> [What you need to do]:
Tally the lines below that hold the string "UnsupportedFormat", and give only the tally.

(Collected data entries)
Segment Open
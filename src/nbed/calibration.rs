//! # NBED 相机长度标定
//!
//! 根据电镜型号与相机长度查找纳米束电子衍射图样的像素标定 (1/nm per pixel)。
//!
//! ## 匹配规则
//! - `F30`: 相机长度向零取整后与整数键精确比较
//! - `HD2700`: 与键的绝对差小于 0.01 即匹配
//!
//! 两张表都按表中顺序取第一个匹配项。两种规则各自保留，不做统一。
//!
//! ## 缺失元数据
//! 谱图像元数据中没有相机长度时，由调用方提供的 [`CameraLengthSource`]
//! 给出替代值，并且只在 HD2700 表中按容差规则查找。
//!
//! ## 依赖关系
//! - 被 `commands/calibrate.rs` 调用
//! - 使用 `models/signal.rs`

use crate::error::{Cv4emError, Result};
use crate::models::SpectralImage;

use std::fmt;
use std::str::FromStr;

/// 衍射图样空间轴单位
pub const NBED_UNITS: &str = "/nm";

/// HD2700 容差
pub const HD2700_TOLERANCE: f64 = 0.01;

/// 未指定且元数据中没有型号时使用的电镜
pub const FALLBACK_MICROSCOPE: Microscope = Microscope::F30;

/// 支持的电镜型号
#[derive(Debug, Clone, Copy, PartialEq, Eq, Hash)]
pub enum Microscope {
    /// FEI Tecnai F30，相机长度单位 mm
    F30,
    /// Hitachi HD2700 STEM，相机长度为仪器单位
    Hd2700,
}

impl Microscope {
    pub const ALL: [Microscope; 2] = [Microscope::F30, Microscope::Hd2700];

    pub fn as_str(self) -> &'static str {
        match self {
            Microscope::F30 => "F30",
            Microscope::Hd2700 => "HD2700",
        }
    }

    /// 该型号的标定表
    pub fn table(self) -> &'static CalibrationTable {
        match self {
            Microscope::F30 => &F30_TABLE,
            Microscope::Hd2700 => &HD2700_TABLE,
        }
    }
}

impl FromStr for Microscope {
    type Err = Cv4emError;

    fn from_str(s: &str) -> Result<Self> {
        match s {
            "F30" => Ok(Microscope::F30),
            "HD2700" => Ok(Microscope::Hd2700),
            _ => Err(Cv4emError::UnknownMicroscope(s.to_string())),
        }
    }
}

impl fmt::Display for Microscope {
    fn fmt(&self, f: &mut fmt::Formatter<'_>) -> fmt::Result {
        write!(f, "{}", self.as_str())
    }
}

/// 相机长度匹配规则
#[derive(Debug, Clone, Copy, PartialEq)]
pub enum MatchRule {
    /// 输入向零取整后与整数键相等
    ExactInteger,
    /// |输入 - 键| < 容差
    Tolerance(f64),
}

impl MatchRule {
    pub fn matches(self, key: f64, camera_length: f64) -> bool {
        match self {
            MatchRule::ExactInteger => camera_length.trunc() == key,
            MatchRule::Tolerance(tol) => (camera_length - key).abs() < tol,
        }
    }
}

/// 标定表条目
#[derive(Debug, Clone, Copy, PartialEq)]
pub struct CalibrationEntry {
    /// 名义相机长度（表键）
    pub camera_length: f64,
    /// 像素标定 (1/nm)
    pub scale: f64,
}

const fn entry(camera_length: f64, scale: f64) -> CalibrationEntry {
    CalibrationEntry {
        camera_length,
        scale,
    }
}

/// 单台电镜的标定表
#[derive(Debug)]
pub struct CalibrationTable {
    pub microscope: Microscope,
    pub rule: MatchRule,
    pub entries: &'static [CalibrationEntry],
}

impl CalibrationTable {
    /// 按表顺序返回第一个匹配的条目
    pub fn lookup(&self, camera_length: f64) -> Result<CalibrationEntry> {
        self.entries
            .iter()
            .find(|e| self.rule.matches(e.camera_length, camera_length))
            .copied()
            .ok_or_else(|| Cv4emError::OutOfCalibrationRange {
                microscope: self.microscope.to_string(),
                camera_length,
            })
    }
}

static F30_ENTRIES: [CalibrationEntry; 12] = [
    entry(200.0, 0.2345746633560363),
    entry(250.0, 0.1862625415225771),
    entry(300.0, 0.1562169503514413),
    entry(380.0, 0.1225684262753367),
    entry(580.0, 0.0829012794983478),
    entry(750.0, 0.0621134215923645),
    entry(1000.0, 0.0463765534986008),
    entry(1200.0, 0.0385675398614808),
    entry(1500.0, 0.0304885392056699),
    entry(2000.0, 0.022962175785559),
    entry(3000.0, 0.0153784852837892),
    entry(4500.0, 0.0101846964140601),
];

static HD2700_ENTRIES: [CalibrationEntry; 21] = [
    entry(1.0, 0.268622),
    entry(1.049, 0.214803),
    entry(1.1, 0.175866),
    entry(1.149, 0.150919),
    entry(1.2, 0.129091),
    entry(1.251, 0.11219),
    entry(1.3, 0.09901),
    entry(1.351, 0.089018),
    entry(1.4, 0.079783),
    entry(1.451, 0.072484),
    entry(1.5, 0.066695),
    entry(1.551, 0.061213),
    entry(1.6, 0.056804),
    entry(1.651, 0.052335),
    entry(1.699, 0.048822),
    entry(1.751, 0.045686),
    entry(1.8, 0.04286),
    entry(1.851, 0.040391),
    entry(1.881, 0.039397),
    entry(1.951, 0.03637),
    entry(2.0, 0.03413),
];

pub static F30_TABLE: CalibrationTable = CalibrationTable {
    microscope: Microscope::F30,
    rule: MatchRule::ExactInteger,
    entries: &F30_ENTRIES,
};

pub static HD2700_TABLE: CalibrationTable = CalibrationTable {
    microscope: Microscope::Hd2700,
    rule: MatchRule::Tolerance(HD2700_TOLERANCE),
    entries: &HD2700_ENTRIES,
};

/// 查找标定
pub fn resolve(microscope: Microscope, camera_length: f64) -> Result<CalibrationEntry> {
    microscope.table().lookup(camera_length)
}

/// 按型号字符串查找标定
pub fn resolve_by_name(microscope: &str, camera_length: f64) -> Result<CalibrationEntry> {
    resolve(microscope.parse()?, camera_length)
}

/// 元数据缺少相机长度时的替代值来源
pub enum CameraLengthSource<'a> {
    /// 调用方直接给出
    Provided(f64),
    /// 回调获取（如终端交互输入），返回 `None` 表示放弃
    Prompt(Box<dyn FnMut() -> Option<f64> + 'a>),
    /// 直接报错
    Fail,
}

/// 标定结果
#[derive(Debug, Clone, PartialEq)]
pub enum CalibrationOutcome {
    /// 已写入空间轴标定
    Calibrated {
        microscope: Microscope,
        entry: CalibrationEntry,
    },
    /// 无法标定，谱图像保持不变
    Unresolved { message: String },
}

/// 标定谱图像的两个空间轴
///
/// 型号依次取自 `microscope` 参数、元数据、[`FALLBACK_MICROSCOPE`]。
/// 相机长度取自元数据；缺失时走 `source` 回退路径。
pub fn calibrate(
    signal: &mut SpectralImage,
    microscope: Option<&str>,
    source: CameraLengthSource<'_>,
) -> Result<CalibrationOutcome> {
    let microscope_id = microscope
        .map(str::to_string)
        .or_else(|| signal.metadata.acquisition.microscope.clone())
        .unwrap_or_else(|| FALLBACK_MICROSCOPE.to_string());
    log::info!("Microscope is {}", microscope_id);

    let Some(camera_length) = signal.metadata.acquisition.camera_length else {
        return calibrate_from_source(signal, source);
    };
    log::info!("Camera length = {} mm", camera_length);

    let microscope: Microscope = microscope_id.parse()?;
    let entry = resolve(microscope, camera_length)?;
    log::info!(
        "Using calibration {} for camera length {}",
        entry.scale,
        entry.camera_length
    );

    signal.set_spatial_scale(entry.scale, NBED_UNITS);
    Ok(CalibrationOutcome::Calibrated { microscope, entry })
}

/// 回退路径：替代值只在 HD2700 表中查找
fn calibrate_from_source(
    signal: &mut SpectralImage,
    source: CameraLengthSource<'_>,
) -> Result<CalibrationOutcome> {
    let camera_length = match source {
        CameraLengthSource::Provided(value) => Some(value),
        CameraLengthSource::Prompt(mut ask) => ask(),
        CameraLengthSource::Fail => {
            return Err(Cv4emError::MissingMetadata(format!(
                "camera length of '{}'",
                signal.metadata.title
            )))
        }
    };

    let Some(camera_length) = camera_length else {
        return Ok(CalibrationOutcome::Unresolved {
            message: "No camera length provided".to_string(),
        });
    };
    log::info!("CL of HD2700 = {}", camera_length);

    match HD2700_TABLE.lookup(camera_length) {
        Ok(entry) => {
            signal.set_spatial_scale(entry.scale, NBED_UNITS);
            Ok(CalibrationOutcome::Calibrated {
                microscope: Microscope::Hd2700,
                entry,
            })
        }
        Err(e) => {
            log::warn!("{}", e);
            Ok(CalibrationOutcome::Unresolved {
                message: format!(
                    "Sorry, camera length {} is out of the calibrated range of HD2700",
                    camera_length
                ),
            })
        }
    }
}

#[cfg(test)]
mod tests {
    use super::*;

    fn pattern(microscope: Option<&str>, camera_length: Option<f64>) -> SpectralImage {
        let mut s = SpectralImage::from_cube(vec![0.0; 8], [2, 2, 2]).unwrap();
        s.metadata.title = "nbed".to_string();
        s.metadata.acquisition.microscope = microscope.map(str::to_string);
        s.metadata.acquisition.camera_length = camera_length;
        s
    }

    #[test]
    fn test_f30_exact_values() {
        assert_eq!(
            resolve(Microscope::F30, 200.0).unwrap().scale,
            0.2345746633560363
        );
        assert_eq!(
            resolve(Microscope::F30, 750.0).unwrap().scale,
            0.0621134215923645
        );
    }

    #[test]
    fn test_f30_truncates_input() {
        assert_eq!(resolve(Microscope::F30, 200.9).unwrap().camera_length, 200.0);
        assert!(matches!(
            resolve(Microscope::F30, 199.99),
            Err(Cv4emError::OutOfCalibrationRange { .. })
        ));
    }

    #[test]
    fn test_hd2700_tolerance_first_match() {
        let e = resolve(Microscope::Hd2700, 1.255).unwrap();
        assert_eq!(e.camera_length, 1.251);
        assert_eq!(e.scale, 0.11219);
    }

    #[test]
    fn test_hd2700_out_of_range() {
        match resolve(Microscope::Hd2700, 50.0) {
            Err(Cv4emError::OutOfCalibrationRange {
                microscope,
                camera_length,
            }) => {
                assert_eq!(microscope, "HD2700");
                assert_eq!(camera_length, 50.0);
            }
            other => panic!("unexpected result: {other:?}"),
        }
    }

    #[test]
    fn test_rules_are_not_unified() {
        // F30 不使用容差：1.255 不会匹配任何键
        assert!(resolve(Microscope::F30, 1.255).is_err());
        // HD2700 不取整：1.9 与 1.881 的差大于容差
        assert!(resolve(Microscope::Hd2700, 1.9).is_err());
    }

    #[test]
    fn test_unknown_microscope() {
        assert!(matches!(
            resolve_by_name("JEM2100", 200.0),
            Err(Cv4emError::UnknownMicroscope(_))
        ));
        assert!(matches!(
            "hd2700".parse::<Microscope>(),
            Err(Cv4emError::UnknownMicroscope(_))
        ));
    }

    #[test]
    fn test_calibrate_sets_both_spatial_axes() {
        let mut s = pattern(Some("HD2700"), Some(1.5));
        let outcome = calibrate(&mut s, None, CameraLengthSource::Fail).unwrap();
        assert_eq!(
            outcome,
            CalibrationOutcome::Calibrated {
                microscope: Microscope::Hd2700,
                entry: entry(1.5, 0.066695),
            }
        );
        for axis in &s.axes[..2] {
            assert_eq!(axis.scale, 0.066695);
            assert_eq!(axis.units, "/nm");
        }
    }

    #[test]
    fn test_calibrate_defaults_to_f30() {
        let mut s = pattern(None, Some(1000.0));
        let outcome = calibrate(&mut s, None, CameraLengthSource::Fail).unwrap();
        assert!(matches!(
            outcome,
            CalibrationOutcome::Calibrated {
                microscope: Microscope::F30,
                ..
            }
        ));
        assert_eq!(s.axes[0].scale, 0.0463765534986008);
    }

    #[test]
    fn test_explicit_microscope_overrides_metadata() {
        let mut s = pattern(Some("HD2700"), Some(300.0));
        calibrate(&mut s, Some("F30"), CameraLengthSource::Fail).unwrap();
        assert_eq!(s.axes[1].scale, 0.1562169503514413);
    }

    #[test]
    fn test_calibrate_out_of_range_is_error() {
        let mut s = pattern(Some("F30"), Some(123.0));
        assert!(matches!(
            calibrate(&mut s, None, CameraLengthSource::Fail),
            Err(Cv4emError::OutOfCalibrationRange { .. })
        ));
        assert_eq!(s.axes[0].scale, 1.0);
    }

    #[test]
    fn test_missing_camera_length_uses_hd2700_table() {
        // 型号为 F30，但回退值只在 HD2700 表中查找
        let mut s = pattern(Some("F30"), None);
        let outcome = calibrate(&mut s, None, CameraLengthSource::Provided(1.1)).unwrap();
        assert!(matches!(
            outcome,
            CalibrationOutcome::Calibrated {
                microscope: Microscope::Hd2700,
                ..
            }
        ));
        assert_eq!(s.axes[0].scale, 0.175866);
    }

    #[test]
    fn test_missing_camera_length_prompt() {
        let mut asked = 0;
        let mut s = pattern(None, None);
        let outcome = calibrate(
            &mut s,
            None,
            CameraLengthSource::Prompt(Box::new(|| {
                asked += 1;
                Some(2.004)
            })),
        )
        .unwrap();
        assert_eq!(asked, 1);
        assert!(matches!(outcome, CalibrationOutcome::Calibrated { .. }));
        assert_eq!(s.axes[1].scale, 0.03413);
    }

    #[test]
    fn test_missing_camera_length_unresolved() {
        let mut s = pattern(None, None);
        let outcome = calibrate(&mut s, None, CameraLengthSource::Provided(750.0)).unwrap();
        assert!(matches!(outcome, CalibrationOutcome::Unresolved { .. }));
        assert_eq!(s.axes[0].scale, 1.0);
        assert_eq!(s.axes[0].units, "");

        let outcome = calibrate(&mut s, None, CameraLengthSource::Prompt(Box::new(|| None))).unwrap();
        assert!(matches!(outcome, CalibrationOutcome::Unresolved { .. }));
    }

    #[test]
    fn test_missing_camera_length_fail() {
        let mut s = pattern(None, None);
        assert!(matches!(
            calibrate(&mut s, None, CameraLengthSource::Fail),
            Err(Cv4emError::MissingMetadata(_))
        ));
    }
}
Segment Closed
Segment Open
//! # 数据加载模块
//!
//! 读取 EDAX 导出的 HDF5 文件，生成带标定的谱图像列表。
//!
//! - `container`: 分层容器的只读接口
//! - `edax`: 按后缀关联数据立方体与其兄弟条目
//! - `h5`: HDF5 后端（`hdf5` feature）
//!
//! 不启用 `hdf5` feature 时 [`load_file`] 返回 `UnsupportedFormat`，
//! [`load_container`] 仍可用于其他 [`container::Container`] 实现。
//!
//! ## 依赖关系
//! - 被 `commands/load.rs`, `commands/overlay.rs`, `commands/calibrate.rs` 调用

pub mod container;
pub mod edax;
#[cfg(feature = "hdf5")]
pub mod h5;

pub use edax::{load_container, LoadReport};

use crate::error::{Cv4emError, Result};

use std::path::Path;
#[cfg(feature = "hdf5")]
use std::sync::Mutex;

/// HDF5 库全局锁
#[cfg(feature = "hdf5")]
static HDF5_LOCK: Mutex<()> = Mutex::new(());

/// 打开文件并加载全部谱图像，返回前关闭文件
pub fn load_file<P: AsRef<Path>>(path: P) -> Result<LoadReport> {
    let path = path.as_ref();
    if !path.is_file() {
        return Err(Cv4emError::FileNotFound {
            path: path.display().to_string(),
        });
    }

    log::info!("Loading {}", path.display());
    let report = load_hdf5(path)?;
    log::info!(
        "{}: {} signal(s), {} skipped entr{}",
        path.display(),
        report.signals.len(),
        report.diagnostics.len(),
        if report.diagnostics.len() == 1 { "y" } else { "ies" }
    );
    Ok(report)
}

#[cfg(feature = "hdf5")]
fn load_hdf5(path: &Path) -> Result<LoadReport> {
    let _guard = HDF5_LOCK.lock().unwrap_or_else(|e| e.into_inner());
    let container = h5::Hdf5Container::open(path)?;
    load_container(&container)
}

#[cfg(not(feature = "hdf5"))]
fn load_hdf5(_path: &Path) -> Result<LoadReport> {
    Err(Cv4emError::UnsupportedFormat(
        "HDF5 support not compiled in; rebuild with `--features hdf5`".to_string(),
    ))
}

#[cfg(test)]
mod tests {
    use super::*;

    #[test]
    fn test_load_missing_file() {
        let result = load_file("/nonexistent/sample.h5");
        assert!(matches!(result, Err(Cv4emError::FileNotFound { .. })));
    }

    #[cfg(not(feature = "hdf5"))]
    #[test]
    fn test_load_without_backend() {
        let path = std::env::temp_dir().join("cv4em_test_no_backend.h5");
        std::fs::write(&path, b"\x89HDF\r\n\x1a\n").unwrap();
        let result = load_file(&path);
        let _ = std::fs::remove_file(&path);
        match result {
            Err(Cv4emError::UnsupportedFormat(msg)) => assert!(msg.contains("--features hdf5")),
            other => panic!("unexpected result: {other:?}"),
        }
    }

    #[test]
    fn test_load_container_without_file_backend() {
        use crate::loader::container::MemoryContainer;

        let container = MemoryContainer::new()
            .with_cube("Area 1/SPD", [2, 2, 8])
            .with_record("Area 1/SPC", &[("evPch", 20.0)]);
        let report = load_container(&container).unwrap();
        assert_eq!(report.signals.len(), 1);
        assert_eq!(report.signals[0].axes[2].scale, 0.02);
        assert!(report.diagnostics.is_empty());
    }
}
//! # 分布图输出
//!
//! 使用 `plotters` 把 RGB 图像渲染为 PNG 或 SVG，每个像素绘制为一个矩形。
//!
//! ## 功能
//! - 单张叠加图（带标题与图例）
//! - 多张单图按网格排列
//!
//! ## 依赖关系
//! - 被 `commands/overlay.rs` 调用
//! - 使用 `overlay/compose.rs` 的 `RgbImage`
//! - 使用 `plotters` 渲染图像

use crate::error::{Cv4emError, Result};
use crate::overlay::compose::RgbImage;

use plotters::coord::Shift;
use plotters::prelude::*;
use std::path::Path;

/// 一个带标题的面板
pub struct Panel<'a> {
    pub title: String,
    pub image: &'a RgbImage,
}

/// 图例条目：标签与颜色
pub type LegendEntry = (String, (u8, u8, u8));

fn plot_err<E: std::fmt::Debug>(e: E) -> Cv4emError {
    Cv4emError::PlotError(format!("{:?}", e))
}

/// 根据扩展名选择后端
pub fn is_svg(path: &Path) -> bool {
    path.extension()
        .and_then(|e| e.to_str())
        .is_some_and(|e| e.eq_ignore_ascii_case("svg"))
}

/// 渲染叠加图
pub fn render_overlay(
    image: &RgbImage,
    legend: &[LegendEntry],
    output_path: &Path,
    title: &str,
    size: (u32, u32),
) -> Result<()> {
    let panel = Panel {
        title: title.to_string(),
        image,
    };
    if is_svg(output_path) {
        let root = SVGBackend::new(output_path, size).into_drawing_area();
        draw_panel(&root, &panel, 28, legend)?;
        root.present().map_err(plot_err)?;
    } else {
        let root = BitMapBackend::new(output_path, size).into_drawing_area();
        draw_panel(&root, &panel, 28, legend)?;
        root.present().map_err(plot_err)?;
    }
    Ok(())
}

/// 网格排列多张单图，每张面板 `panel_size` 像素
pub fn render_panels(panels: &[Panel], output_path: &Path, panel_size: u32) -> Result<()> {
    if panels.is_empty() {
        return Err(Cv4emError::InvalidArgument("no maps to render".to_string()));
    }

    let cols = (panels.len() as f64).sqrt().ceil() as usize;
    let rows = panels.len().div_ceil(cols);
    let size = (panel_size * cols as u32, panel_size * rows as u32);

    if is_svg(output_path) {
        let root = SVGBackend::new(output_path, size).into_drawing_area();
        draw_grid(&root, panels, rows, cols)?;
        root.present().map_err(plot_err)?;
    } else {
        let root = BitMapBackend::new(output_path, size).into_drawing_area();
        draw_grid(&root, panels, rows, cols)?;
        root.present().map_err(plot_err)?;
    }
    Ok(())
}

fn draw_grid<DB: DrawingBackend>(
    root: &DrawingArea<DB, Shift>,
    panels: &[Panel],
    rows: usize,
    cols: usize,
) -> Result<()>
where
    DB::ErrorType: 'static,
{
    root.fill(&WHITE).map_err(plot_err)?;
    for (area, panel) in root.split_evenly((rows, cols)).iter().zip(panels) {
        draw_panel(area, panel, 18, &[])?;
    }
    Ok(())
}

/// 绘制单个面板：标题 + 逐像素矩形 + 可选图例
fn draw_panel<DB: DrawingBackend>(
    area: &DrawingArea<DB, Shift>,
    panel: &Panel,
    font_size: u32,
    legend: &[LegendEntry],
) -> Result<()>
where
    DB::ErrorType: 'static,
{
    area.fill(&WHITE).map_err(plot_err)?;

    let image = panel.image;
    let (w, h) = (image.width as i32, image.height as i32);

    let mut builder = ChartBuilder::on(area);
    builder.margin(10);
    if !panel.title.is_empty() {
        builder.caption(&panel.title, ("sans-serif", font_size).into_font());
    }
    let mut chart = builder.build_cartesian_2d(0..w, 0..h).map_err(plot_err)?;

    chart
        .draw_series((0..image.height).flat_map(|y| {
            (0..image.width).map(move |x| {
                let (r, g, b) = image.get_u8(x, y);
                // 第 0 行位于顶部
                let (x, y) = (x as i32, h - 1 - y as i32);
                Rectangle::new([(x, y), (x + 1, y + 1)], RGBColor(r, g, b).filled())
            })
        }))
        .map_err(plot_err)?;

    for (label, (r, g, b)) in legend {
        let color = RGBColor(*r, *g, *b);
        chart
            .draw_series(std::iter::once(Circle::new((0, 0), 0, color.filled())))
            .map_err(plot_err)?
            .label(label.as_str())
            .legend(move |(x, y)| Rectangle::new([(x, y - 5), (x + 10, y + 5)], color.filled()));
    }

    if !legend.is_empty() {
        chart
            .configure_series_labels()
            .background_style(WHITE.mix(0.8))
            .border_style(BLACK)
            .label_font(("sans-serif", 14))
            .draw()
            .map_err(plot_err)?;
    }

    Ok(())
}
Segment Closed
Segment Open
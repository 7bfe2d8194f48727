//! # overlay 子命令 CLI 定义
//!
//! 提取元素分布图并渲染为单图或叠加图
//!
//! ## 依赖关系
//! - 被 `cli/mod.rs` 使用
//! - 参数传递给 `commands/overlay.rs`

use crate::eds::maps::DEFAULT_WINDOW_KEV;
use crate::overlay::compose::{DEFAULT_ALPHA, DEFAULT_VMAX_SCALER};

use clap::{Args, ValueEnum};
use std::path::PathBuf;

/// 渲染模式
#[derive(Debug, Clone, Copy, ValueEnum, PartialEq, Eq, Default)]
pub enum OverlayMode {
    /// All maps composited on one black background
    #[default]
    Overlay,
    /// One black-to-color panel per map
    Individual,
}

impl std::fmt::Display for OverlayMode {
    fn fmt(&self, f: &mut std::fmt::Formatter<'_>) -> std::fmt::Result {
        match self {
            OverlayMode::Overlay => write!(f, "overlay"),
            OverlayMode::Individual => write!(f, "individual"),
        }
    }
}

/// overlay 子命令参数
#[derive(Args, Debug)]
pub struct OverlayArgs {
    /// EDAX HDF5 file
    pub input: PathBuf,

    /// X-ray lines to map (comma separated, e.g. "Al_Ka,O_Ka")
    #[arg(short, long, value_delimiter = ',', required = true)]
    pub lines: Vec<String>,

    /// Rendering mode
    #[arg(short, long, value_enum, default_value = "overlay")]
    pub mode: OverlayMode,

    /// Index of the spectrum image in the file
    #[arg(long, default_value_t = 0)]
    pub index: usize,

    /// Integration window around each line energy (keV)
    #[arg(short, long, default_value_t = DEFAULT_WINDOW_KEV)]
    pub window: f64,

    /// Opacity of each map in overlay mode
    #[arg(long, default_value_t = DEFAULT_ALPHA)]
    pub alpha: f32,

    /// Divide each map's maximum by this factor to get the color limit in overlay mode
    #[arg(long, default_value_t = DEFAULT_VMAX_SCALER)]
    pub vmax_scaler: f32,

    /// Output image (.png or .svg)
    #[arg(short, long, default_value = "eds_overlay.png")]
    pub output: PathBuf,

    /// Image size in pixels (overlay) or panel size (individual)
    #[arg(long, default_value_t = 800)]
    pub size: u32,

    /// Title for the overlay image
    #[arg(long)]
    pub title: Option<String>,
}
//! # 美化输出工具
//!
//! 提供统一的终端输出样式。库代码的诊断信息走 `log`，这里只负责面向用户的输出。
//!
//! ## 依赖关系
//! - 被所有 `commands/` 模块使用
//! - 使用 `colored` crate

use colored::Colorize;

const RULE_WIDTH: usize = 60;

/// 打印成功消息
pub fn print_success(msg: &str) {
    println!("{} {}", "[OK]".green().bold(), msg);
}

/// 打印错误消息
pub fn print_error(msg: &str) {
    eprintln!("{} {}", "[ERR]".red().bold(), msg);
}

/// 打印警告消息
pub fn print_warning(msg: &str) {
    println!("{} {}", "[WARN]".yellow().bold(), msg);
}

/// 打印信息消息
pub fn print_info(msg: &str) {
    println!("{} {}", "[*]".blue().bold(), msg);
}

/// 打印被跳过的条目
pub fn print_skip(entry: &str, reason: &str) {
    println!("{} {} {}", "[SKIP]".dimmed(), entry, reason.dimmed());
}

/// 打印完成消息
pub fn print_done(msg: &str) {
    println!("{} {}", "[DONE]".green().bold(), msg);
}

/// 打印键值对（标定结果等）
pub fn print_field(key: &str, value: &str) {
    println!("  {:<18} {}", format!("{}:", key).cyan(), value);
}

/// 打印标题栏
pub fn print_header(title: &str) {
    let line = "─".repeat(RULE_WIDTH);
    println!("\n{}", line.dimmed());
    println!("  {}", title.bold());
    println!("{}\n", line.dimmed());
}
Segment Closed
> [Answer for this exercise]:
3